Real fraud is in Pennsylvania voter ID law

Laslo Boyd, The Daily Record Newswire

The grass is not always greener on the other side of the Mason-Dixon Line. The saga of Pennsylvania’s voter ID law, which has involved all three branches of state government, is a cautionary tale of what happens when partisan politics comes unglued from any sense of limits.

The law was passed by the Pennsylvania legislature in March on a straight party vote and was eagerly signed by Republican Gov. Tom Corbett. By a strange coincidence, it is just one of a number of new voter ID laws adopted in states with Republican legislatures and Republican governors.

Pennsylvania’s version has been generally described as the most stringent of those new laws. It had the added twist of being intended to take effect for this fall’s election.
At the time of its passage, its supporters said a relatively small number of the commonwealth’s voters would be impacted and the state would have no problem handling the administrative details of implementation.

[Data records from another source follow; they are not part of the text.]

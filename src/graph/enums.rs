use serde::{Deserialize, Serialize};

pub trait RevertibleEnum {
    fn reversed(&self) -> Self;
}

/// Which end of an edge a neighborhood entry refers to.
#[derive(Copy, Clone, Eq, PartialEq, Hash, Debug, Serialize, Deserialize)]
pub enum EdgeEnd {
    Tail,
    Head,
}

impl RevertibleEnum for EdgeEnd {
    fn reversed(&self) -> Self {
        match self {
            EdgeEnd::Tail => EdgeEnd::Head,
            EdgeEnd::Head => EdgeEnd::Tail,
        }
    }
}

#[derive(Debug, Copy, Clone, PartialEq, Eq, Hash)]
pub enum ClockDirection {
    CW,
    CCW,
}

impl RevertibleEnum for ClockDirection {
    fn reversed(&self) -> Self {
        match self {
            ClockDirection::CW => ClockDirection::CCW,
            ClockDirection::CCW => ClockDirection::CW,
        }
    }
}
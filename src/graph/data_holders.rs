use crate::graph::enums::EdgeEnd;
use crate::graph::error::{GraphErr, GraphResult};
use crate::graph::index_store::Ideable;
use crate::graph::indices::{EdgeI, VertexI};
use std::fmt::{Debug, Display, Formatter};

type Result = std::fmt::Result;

#[derive(Clone)]
pub struct Edge<E> {
    pub id: EdgeI,
    pub tail: VertexI,
    pub head: VertexI,
    pub weight: E,
}

impl<E> Edge<E> {
    /// Gets the opposite vertex of 'v' at this edge.
    /// # Errors
    /// If 'v' is not adjacent to the edge, an error is yielded.
    pub fn get_other(&self, v: VertexI) -> GraphResult<VertexI> {
        if v == self.tail {
            Ok(self.head)
        } else if v == self.head {
            Ok(self.tail)
        } else {
            GraphErr::new_err(&format!(
                "The given vertex {} is not adjacent to the edge {}.",
                v, self.id
            ))
        }
    }

    /// Returns the specified endvertex of this edge.
    pub fn get_vertex(&self, end: EdgeEnd) -> VertexI {
        match end {
            EdgeEnd::Head => self.head,
            EdgeEnd::Tail => self.tail,
        }
    }

    pub fn endpoints(&self) -> (VertexI, VertexI) {
        (self.tail, self.head)
    }
}

impl<E> Ideable<EdgeI> for Edge<E> {
    fn get_id(&self) -> EdgeI {
        self.id
    }
    fn set_id(&mut self, id: EdgeI) {
        self.id = id
    }
}

impl<E> Display for Edge<E> {
    fn fmt(&self, f: &mut Formatter<'_>) -> Result {
        write!(f, "{}", self.id)
    }
}

impl<E> Debug for Edge<E> {
    fn fmt(&self, f: &mut Formatter<'_>) -> Result {
        write!(f, "{:?}: {:?} ==> {:?}", self.id, self.tail, self.head)
    }
}

#[derive(Clone)]
pub struct Vertex<N> {
    pub id: VertexI,
    pub neighbors: Vec<NbVertex>,
    pub weight: N,
}

impl<N> Vertex<N> {
    pub fn has_nb(&self, other: VertexI) -> bool {
        self.neighbors.iter().any(|nb| nb.other == other)
    }

    pub fn degree(&self) -> usize {
        self.neighbors.len()
    }
}

impl<N> Ideable<VertexI> for Vertex<N> {
    fn get_id(&self) -> VertexI {
        self.id
    }
    fn set_id(&mut self, id: VertexI) {
        self.id = id
    }
}

impl<N> Display for Vertex<N> {
    fn fmt(&self, f: &mut Formatter<'_>) -> Result {
        write!(f, "{}", self.id)
    }
}

impl<N> Debug for Vertex<N> {
    fn fmt(&self, f: &mut Formatter<'_>) -> Result {
        write!(f, "{}: ", self.id)?;
        for nb in self.neighbors.iter() {
            write!(f, "{:?} . ", nb.other)?;
        }
        Ok(())
    }
}

/// Entry of a neighborhood list: the neighbor, the connecting edge and the end of that edge the
/// neighbor sits at.
#[derive(Clone, Copy, Debug, PartialEq, Eq)]
pub struct NbVertex {
    pub other: VertexI,
    pub edge: EdgeI,
    pub end: EdgeEnd,
}
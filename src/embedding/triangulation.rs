use crate::embedding::faces::Faces;
use crate::embedding::RotationSystem;
use crate::graph::error::{GraphErr, GraphResult};
use crate::graph::indices::{FaceI, VertexI};
use crate::graph::Graph;
use std::collections::HashSet;
use tracing::trace;

/// Maximal planar supergraph together with its embedding.
pub struct Triangulation<N, E> {
    pub graph: Graph<N, E>,
    pub rotation: RotationSystem,
    pub faces: Faces,
    /// Edges added on top of the input graph.
    pub chords: Vec<(VertexI, VertexI)>,
}

struct Builder<'a, N, E, F: Fn(VertexI, VertexI) -> E> {
    graph: Graph<N, E>,
    rotation: RotationSystem,
    chords: Vec<(VertexI, VertexI)>,
    chord_weight: &'a F,
}

impl<'a, N, E, F: Fn(VertexI, VertexI) -> E> Builder<'a, N, E, F> {
    /// Adds the chord p[i] -- p[i + 2] inside the face whose boundary walk is 'p' and drops
    /// p[i + 1] from the walk.
    fn chord(&mut self, p: &mut Vec<VertexI>, i: usize) -> GraphResult<()> {
        let k = p.len();
        let a = p[i];
        let b = p[(i + 2) % k];
        let pred_a = p[(i + k - 1) % k];
        let pred_b = p[(i + 1) % k];
        if a == b || self.graph.has_edge(a, b) {
            return GraphErr::new_err(&format!(
                "Chord between {} and {} would make the graph non-simple.",
                a, b
            ));
        }
        trace!("chord {} -- {}", a, b);
        self.rotation.insert_after(a, pred_a, b)?;
        self.rotation.insert_after(b, pred_b, a)?;
        self.graph.add_edge(a, b, (self.chord_weight)(a, b))?;
        self.chords.push((a, b));
        p.remove((i + 1) % k);
        Ok(())
    }

    /// Cuts repeated vertices out of a face walk until it is a simple cycle.
    fn make_simple(&mut self, mut walk: Vec<VertexI>) -> GraphResult<()> {
        loop {
            let mut seen = HashSet::new();
            let repeat = walk.iter().position(|v| !seen.insert(*v));
            match repeat {
                Some(j) => self.chord(&mut walk, j - 1)?,
                None => return Ok(()),
            }
        }
    }

    /// Triangulates a face bounded by a simple cycle with a star, or with two stars when the
    /// apex is already joined to a vertex of the cycle outside the face.
    fn fan(&mut self, mut polygon: Vec<VertexI>) -> GraphResult<()> {
        while polygon.len() > 3 {
            let k = polygon.len();
            let apex = polygon[0];
            if polygon[2..k - 1].iter().all(|&v| !self.graph.has_edge(apex, v)) {
                while polygon.len() > 3 {
                    self.chord(&mut polygon, 0)?;
                }
            } else {
                self.chord(&mut polygon, k - 1)?;
            }
        }
        Ok(())
    }
}

/// Adds chords to a connected embedded graph until every face is a triangle.
/// Graphs with fewer than three vertices are returned unchanged.
/// # Errors
/// Fails for disconnected graphs and rotation systems that are not planar embeddings of 'graph'.
pub fn triangulate<N, E, F>(
    graph: &Graph<N, E>,
    rotation: &RotationSystem,
    chord_weight: F,
) -> GraphResult<Triangulation<N, E>>
where
    N: Clone,
    E: Clone,
    F: Fn(VertexI, VertexI) -> E,
{
    if !graph.is_connected() {
        return GraphErr::new_err("Only connected graphs can be triangulated.");
    }

    let faces = Faces::build(graph, rotation)?;
    let mut builder = Builder {
        graph: graph.clone(),
        rotation: rotation.clone(),
        chords: Vec::new(),
        chord_weight: &chord_weight,
    };
    let n = graph.vertex_count();
    if n < 3 {
        return Ok(Triangulation {
            graph: builder.graph,
            rotation: builder.rotation,
            faces,
            chords: Vec::new(),
        });
    }

    let walks = (0..faces.face_count())
        .map(|i| faces.vertices(FaceI(i)))
        .collect::<GraphResult<Vec<_>>>()?;
    for walk in walks {
        builder.make_simple(walk)?;
    }

    let simple_faces = Faces::build(&builder.graph, &builder.rotation)?;
    let polygons = simple_faces
        .faces()
        .filter(|f| f.len > 3)
        .map(|f| simple_faces.vertices(f.id))
        .collect::<GraphResult<Vec<_>>>()?;
    for polygon in polygons {
        builder.fan(polygon)?;
    }

    let faces = Faces::build(&builder.graph, &builder.rotation)?;
    if builder.graph.edge_count() != 3 * n - 6 || !faces.is_triangulation() {
        return GraphErr::new_err(&format!(
            "Triangulation ended with {} edges and {} faces on {} vertices.",
            builder.graph.edge_count(),
            faces.face_count(),
            n
        ));
    }
    trace!(
        "triangulated {} vertices with {} chords",
        n,
        builder.chords.len()
    );

    Ok(Triangulation {
        graph: builder.graph,
        rotation: builder.rotation,
        faces,
        chords: builder.chords,
    })
}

A curious feature of the initial debate was that no one claimed to have examples of voter fraud. Eventually, the defenders asserted that although voter fraud was difficult to identify, they knew it was out there. It’s hard not to think of aliens from outer space when you hear that explanation.

Truth comes out
A more truthful explanation slipped out in the spring, when the Republican House minority leader told a gathering of supporters that the law would ensure that Mitt Romney would carry the state in 2012.

A number of civil rights and public interest legal organizations challenged the law in Pennsylvania state court on the grounds that it disenfranchised voters, with a particularly heavy impact on the poor and minorities.

Additionally, they argued that the unseemly haste with which the state was moving ahead made fair implementation for the fall election impossible.
In September, Pennsylvania Commonwealth Court Judge Robert Simpson sided with the state and concluded that the plaintiffs had not met the heavy burden of demonstrating that the law violates the state constitution.

But he missed the point altogether. What should have been the heavy burden was demonstrating that adding an obstacle to the free exercise of voting was justified by some compelling public purpose.

The plaintiffs appealed to the State Supreme Court, which came up with a decision worthy of Rube Goldberg. Rather than issuing an injunction to prevent the law from going into effect for this election, the court sent the case back to Judge Simpson with the admonition that he look again and use the standard that no one be unfairly disenfranchised in determining whether to allow the state to implement it this fall.

In the rehearing, Judge Simpson dropped hints about allowing provisional ballots for people who didn’t have the proper form of photo ID, but finally thought better of it and enjoined the law from taking effect this year.

But he didn’t make it simple. Voters are still to be asked if they have photo IDs but will be allowed to vote even if they don’t.

Simpson clearly wanted it known that the Supreme Court had forced him to do something he didn’t want to do.

Meanwhile, back in the executive branch, PennDot, which is in charge of issuing non-driver’s-license photo IDs, has been loosening and changing the required documents as the case has moved through the court system.

Estimates of the number of people on the voting rolls who don’t have photo IDs range from 80,000 to almost 800,000, yet as of last week, PennDot had issued a total of 11,000 new identification cards.

And the state is continuing with its $5 million voter education program to make people aware of the provisions of a law that is not being implemented this November and is now wrapped in a cocoon of confusion.

Beyond the norms

Politics has always been a rough, competitive business, but deliberatively trying to prevent the other party’s supporters from being allowed to vote goes beyond the norms of a democratic government.

Republicans in Maryland may well complain about a General Assembly controlled by Democrats not taking their preferences into account, but that majority has not tried to prevent Republicans in the state from voting.

Add to that the reality that judges in Pennsylvania are elected and were consistently identified by their political party in the news stories about the voter ID law, and you have a recipe for the kind of shameful behavior that has occurred this year.

Voting is the most essential political right we have. The barriers to voting that were put in the way of African-Americans during the Jim Crow period are still a stain on this country’s reputation.

The dramatic turnabout after the passage of the 1965 Voting Rights Act demonstrates that voting is truly a fundamental right. That we are still having battles about access to voting is a matter that should concern everyone who really believes in democracy.